Szech 'n Brett is kinda toned down from their flagship Seizoen Bretta and it's got added Szechuan spice (I see what they did there) to make up for the shortfall. Kinda. At 6.5% ABV, this isn't toned down all that much... Now, I'm not a British session zealot, but I'm not an Adam Avery "17% ABV beer is sessionable, your session just ends sooner" type either, so this does feel a bit off. Nothing worth getting in a twist about, but to my mind, if you're going to go "session", go all the way. On the other hand, that's all just kinda marketing fluff, what about the juice?

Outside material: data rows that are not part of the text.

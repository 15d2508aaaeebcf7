//! Scoped background work
//!
//! Delayed completions are spawned into a [`TaskScope`] instead of being
//! fired and forgotten. Cancelling the scope aborts everything still pending,
//! and tasks that already woke up can check [`CancelToken::is_cancelled`]
//! before touching shared state.

use std::future::Future;
use std::sync::{Mutex, MutexGuard};

use tokio::sync::watch;
use tokio::task::JoinSet;

#[derive(Clone, Debug)]
pub struct CancelToken {
    rx: watch::Receiver<bool>,
}

impl CancelToken {
    pub fn is_cancelled(&self) -> bool {
        *self.rx.borrow()
    }

    /// Resolves once the owning scope is cancelled or dropped.
    pub async fn cancelled(&mut self) {
        let _ = self.rx.wait_for(|c| *c).await;
    }
}

pub struct TaskScope {
    tasks: Mutex<JoinSet<()>>,
    cancel_tx: watch::Sender<bool>,
}

impl Default for TaskScope {
    fn default() -> Self {
        Self::new()
    }
}

impl TaskScope {
    pub fn new() -> Self {
        let (cancel_tx, _) = watch::channel(false);
        Self {
            tasks: Mutex::new(JoinSet::new()),
            cancel_tx,
        }
    }

    pub fn token(&self) -> CancelToken {
        CancelToken {
            rx: self.cancel_tx.subscribe(),
        }
    }

    pub fn is_cancelled(&self) -> bool {
        *self.cancel_tx.borrow()
    }

    /// Spawn `fut` in this scope. Returns false, without spawning, once the
    /// scope has been cancelled.
    pub fn spawn<F>(&self, fut: F) -> bool
    where
        F: Future<Output = ()> + Send + 'static,
    {
        if self.is_cancelled() {
            return false;
        }
        let mut token = self.token();
        let mut tasks = self.lock();
        while tasks.try_join_next().is_some() {}
        tasks.spawn(async move {
            tokio::select! {
                biased;
                _ = token.cancelled() => {}
                _ = fut => {}
            }
        });
        true
    }

    /// Number of tasks not yet finished.
    pub fn pending(&self) -> usize {
        let mut tasks = self.lock();
        while tasks.try_join_next().is_some() {}
        tasks.len()
    }

    /// Cancel every pending task. Idempotent.
    pub fn cancel(&self) {
        self.cancel_tx.send_replace(true);
        self.lock().abort_all();
    }

    /// Wait until every task spawned so far, and any they spawn, has finished.
    pub async fn join_all(&self) {
        loop {
            let mut batch = std::mem::take(&mut *self.lock());
            if batch.is_empty() {
                return;
            }
            while batch.join_next().await.is_some() {}
        }
    }

    fn lock(&self) -> MutexGuard<'_, JoinSet<()>> {
        self.tasks.lock().unwrap_or_else(|e| e.into_inner())
    }
}

impl Drop for TaskScope {
    fn drop(&mut self) {
        self.cancel_tx.send_replace(true);
    }
}

#[cfg(test)]
mod tests {
    use std::sync::Arc;
    use std::sync::atomic::{AtomicUsize, Ordering};
    use std::time::Duration;

    use super::*;

    #[tokio::test(start_paused = true)]
    async fn test_tasks_run_to_completion() {
        let scope = TaskScope::new();
        let hits = Arc::new(AtomicUsize::new(0));
        for _ in 0..3 {
            let hits = hits.clone();
            scope.spawn(async move {
                tokio::time::sleep(Duration::from_millis(100)).await;
                hits.fetch_add(1, Ordering::SeqCst);
            });
        }
        assert_eq!(scope.pending(), 3);
        scope.join_all().await;
        assert_eq!(hits.load(Ordering::SeqCst), 3);
        assert_eq!(scope.pending(), 0);
    }

    #[tokio::test(start_paused = true)]
    async fn test_cancel_prevents_pending_work() {
        let scope = TaskScope::new();
        let hits = Arc::new(AtomicUsize::new(0));
        let h = hits.clone();
        scope.spawn(async move {
            tokio::time::sleep(Duration::from_millis(100)).await;
            h.fetch_add(1, Ordering::SeqCst);
        });

        scope.cancel();
        tokio::time::sleep(Duration::from_millis(500)).await;
        assert_eq!(hits.load(Ordering::SeqCst), 0);
        assert!(scope.token().is_cancelled());

        let h = hits.clone();
        assert!(!scope.spawn(async move {
            h.fetch_add(1, Ordering::SeqCst);
        }));
        scope.join_all().await;
        assert_eq!(hits.load(Ordering::SeqCst), 0);
    }
}
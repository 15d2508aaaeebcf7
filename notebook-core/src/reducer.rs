use std::time::Duration;

use chrono::{DateTime, Utc};

use crate::form::EditRequest;
use crate::model::{Dataset, Instance, InstanceId, InstanceStatus, Project, Tag};
use crate::state::{ConsoleState, EventLevel, InstanceEvent};

#[derive(Clone, Debug)]
pub enum ConsoleEvent {
    Loaded {
        instances: Vec<Instance>,
        projects: Vec<Project>,
        datasets: Vec<Dataset>,
    },
    InstanceCreated {
        instance: Instance,
    },
    StatusChanged {
        id: InstanceId,
        status: InstanceStatus,
    },
    /// Start finished: running, runtime reset, addresses populated
    Started {
        id: InstanceId,
        url: String,
        ssh_command: Option<String>,
    },
    /// Stop finished: stopped, runtime cleared
    Stopped {
        id: InstanceId,
    },
    Edited {
        id: InstanceId,
        patch: EditRequest,
    },
    DescriptionUpdated {
        id: InstanceId,
        description: String,
    },
    TagSet {
        id: InstanceId,
        tag: Tag,
    },
    TagRemoved {
        id: InstanceId,
        key: String,
    },
    InstanceDeleted {
        id: InstanceId,
    },
    Logged {
        id: InstanceId,
        level: EventLevel,
        message: String,
    },
    /// Wall-clock progress for running instances
    Tick {
        elapsed: Duration,
    },
}

#[derive(Clone, Debug)]
pub struct EventEnvelope {
    pub id: u64,
    pub at: DateTime<Utc>,
    pub event: ConsoleEvent,
}

pub fn reduce(state: &mut ConsoleState, env: &EventEnvelope) {
    state.last_event_id = env.id;

    match &env.event {
        ConsoleEvent::Loaded {
            instances,
            projects,
            datasets,
        } => {
            state.instances = instances.clone();
            state.projects = projects.clone();
            state.datasets = datasets.clone();
        }
        ConsoleEvent::InstanceCreated { instance } => {
            state.prepend(instance.clone());
        }
        ConsoleEvent::StatusChanged { id, status } => {
            if let Some(inst) = state.get_mut(id) {
                inst.status = *status;
            }
        }
        ConsoleEvent::Started {
            id,
            url,
            ssh_command,
        } => {
            if let Some(inst) = state.get_mut(id) {
                inst.status = InstanceStatus::Running;
                inst.runtime = Some(Duration::ZERO);
                inst.url = Some(url.clone());
                if inst.ssh_enabled {
                    inst.ssh_command = ssh_command.clone();
                }
            }
        }
        ConsoleEvent::Stopped { id } => {
            if let Some(inst) = state.get_mut(id) {
                inst.status = InstanceStatus::Stopped;
                inst.runtime = None;
            }
        }
        ConsoleEvent::Edited { id, patch } => {
            if let Some(inst) = state.get_mut(id) {
                if let Some(name) = &patch.name {
                    inst.name = name.clone();
                }
                if let Some(spec) = &patch.spec {
                    inst.spec = spec.clone();
                }
                if let Some(image) = &patch.image {
                    inst.image = image.clone();
                }
                if let Some(ssh) = patch.ssh_enabled {
                    inst.ssh_enabled = ssh;
                    if !ssh {
                        inst.ssh_command = None;
                    }
                }
                if let Some(hours) = patch.auto_stop_hours {
                    inst.auto_stop_hours = hours;
                }
            }
        }
        ConsoleEvent::DescriptionUpdated { id, description } => {
            if let Some(inst) = state.get_mut(id) {
                inst.description = description.clone();
            }
        }
        ConsoleEvent::TagSet { id, tag } => {
            if let Some(inst) = state.get_mut(id) {
                inst.upsert_tag(tag.clone());
            }
        }
        ConsoleEvent::TagRemoved { id, key } => {
            if let Some(inst) = state.get_mut(id) {
                inst.remove_tag(key);
            }
        }
        ConsoleEvent::InstanceDeleted { id } => {
            state.remove(id);
        }
        ConsoleEvent::Logged { id, level, message } => {
            if state.contains(id) {
                state.events.push(id, InstanceEvent {
                    at: env.at,
                    level: *level,
                    message: message.clone(),
                });
            }
        }
        ConsoleEvent::Tick { elapsed } => {
            for inst in state
                .instances
                .iter_mut()
                .filter(|i| i.status == InstanceStatus::Running)
            {
                inst.runtime = Some(inst.runtime.unwrap_or_default() + *elapsed);
            }
        }
    }
}

#[cfg(test)]
mod tests {
    use super::*;

    fn envelope(id: u64, event: ConsoleEvent) -> EventEnvelope {
        EventEnvelope {
            id,
            at: Utc::now(),
            event,
        }
    }

    fn instance(id: &str, status: InstanceStatus) -> Instance {
        Instance {
            id: id.into(),
            name: id.into(),
            description: String::new(),
            status,
            spec: "CPU".into(),
            image: "img".into(),
            runtime: None,
            ssh_enabled: true,
            auto_stop_hours: None,
            url: None,
            ssh_command: None,
            created_at: Utc::now(),
            creator: "me".into(),
            project: None,
            tags: Vec::new(),
            storage: Vec::new(),
        }
    }

    #[test]
    fn test_started_and_stopped_reset_runtime() {
        let mut state = ConsoleState::new();
        reduce(&mut state, &envelope(1, ConsoleEvent::InstanceCreated {
            instance: instance("a", InstanceStatus::Starting),
        }));
        reduce(&mut state, &envelope(2, ConsoleEvent::Started {
            id: "a".into(),
            url: "https://x/a".into(),
            ssh_command: Some("ssh a".into()),
        }));
        let a = state.get("a").unwrap();
        assert_eq!(a.status, InstanceStatus::Running);
        assert_eq!(a.runtime, Some(Duration::ZERO));
        assert_eq!(a.ssh_command.as_deref(), Some("ssh a"));

        reduce(&mut state, &envelope(3, ConsoleEvent::Tick {
            elapsed: Duration::from_secs(90),
        }));
        assert_eq!(state.get("a").unwrap().runtime, Some(Duration::from_secs(90)));

        reduce(&mut state, &envelope(4, ConsoleEvent::Stopped { id: "a".into() }));
        let a = state.get("a").unwrap();
        assert_eq!(a.status, InstanceStatus::Stopped);
        assert_eq!(a.runtime, None);
        assert_eq!(state.last_event_id, 4);
    }

    #[test]
    fn test_created_instances_are_prepended() {
        let mut state = ConsoleState::new();
        for (n, id) in ["a", "b", "c"].iter().enumerate() {
            reduce(&mut state, &envelope(n as u64, ConsoleEvent::InstanceCreated {
                instance: instance(id, InstanceStatus::Stopped),
            }));
        }
        let ids: Vec<_> = state.instances.iter().map(|i| i.id.as_str()).collect();
        assert_eq!(ids, vec!["c", "b", "a"]);
    }

    #[test]
    fn test_delete_drops_record_and_events() {
        let mut state = ConsoleState::new();
        reduce(&mut state, &envelope(1, ConsoleEvent::InstanceCreated {
            instance: instance("a", InstanceStatus::Stopped),
        }));
        reduce(&mut state, &envelope(2, ConsoleEvent::Logged {
            id: "a".into(),
            level: EventLevel::Info,
            message: "created".into(),
        }));
        assert_eq!(state.events.get("a").count(), 1);

        reduce(&mut state, &envelope(3, ConsoleEvent::InstanceDeleted { id: "a".into() }));
        assert!(!state.contains("a"));
        assert_eq!(state.events.get("a").count(), 0);

        // Late log for a deleted instance is dropped
        reduce(&mut state, &envelope(4, ConsoleEvent::Logged {
            id: "a".into(),
            level: EventLevel::Info,
            message: "late".into(),
        }));
        assert_eq!(state.events.get("a").count(), 0);
    }

    #[test]
    fn test_edit_patch_applies_only_given_fields() {
        let mut state = ConsoleState::new();
        let mut inst = instance("a", InstanceStatus::Stopped);
        inst.ssh_command = Some("ssh a".into());
        reduce(&mut state, &envelope(1, ConsoleEvent::InstanceCreated { instance: inst }));
        reduce(&mut state, &envelope(2, ConsoleEvent::Edited {
            id: "a".into(),
            patch: EditRequest {
                image: Some("tf-2.15".into()),
                ssh_enabled: Some(false),
                ..Default::default()
            },
        }));
        let a = state.get("a").unwrap();
        assert_eq!(a.image, "tf-2.15");
        assert_eq!(a.spec, "CPU");
        assert!(!a.ssh_enabled);
        assert_eq!(a.ssh_command, None);
    }
}
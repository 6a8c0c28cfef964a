use crate::error::Result;
use crate::period::PeriodKey;
use crate::schema::{AggregationMode, Record};
use crate::utils::percentage_of;
use log::debug;
use serde::Serialize;
use std::collections::HashMap;

/// Totals for one period (and business unit, when not summing across units).
///
/// `difference` and `percentage` are derived from `target` and `actual` every time
/// either changes, so they cannot drift.
#[derive(Debug, Clone, PartialEq, Serialize)]
pub struct AggregateRow {
    period_key: PeriodKey,
    year: i32,
    month: u32,
    #[serde(skip_serializing_if = "Option::is_none")]
    business_unit_id: Option<String>,
    target: f64,
    actual: f64,
    difference: f64,
    percentage: f64,
    amount: f64,
    count: usize,
}

impl AggregateRow {
    pub fn new(period_key: PeriodKey, business_unit_id: Option<String>) -> Self {
        Self {
            period_key,
            year: period_key.year(),
            month: period_key.month(),
            business_unit_id,
            target: 0.0,
            actual: 0.0,
            difference: 0.0,
            percentage: 0.0,
            amount: 0.0,
            count: 0,
        }
    }

    pub fn with_totals(
        period_key: PeriodKey,
        business_unit_id: Option<String>,
        target: f64,
        actual: f64,
    ) -> Self {
        let mut row = Self::new(period_key, business_unit_id);
        row.target = target;
        row.actual = actual;
        row.refresh_derived();
        row
    }

    fn add_record(&mut self, record: &Record) {
        self.target += record.target_or_zero();
        self.actual += record.actual_or_zero();
        self.amount += record.amount_or_zero();
        self.count += 1;
        self.refresh_derived();
    }

    fn refresh_derived(&mut self) {
        self.difference = self.actual - self.target;
        self.percentage = percentage_of(self.actual, self.target, 2);
    }

    pub fn period_key(&self) -> PeriodKey {
        self.period_key
    }

    pub fn year(&self) -> i32 {
        self.year
    }

    pub fn month(&self) -> u32 {
        self.month
    }

    pub fn business_unit_id(&self) -> Option<&str> {
        self.business_unit_id.as_deref()
    }

    pub fn target(&self) -> f64 {
        self.target
    }

    pub fn actual(&self) -> f64 {
        self.actual
    }

    pub fn difference(&self) -> f64 {
        self.difference
    }

    pub fn percentage(&self) -> f64 {
        self.percentage
    }

    pub fn amount(&self) -> f64 {
        self.amount
    }

    pub fn count(&self) -> usize {
        self.count
    }
}

/// Groups records by period, and by business unit in [`AggregationMode::PerBusinessUnit`].
///
/// The output order is unspecified; call [`sort_by_period`] before presenting it.
pub fn aggregate<'a, I>(records: I, mode: AggregationMode) -> Result<Vec<AggregateRow>>
where
    I: IntoIterator<Item = &'a Record>,
{
    let mut groups: HashMap<(PeriodKey, Option<String>), AggregateRow> = HashMap::new();
    let mut seen = 0usize;

    for record in records {
        let key = record.period_key()?;
        let unit = match mode {
            AggregationMode::PerBusinessUnit => Some(record.business_unit_id.clone()),
            AggregationMode::AllUnitsSummed => None,
        };

        groups
            .entry((key, unit.clone()))
            .or_insert_with(|| AggregateRow::new(key, unit))
            .add_record(record);
        seen += 1;
    }

    debug!(
        "Aggregated {} record(s) into {} group(s) ({:?})",
        seen,
        groups.len(),
        mode
    );

    Ok(groups.into_values().collect())
}

/// Ascending by period key; rows of the same period are ordered by business unit id.
pub fn sort_by_period(rows: &mut [AggregateRow]) {
    rows.sort_by(|a, b| {
        a.period_key
            .cmp(&b.period_key)
            .then_with(|| a.business_unit_id.cmp(&b.business_unit_id))
    });
}

/// Sum of `target` and `actual` across `rows`, with the derived percentage.
pub fn totals(rows: &[AggregateRow]) -> (f64, f64, f64) {
    let target: f64 = rows.iter().map(|r| r.target).sum();
    let actual: f64 = rows.iter().map(|r| r.actual).sum();
    (target, actual, percentage_of(actual, target, 2))
}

Let's dive in:

Logsdon Szech n Brett

Logsdon Szech 'n Brett - Pours a very pale, cloudy yellow color with a finger or two of fluffy white head and great retention. Smell has that trademark Logsdon house funk, more fruity than earthy, pears and the like, plus a little spice... um... spicing up the nose. Heh. Taste also hits those juicy pear notes, a little more funky Brett earth that melds pretty well with whatever spice is being brought in here, something peppery (turns out it's Szechuan pepper), though I don't know that the spice is necessary. Mouthfeel is lightly bodied, highly carbonated, and effervescent, quite dry but with a little juicy kick in the finish that suits it well. At 6.5%, this is approachable, but not really a session beer. Overall, this is another solid entry from Logsdon. I prefer Seizoen Bretta, but this is certainly a worthy twist on the saison. B+

Beer Nerd Details: 6.5% ABV bottled (750 ml). Drank out of a flute glass on 1/29/15. Bottle No. 6949. Best By: 10/2019.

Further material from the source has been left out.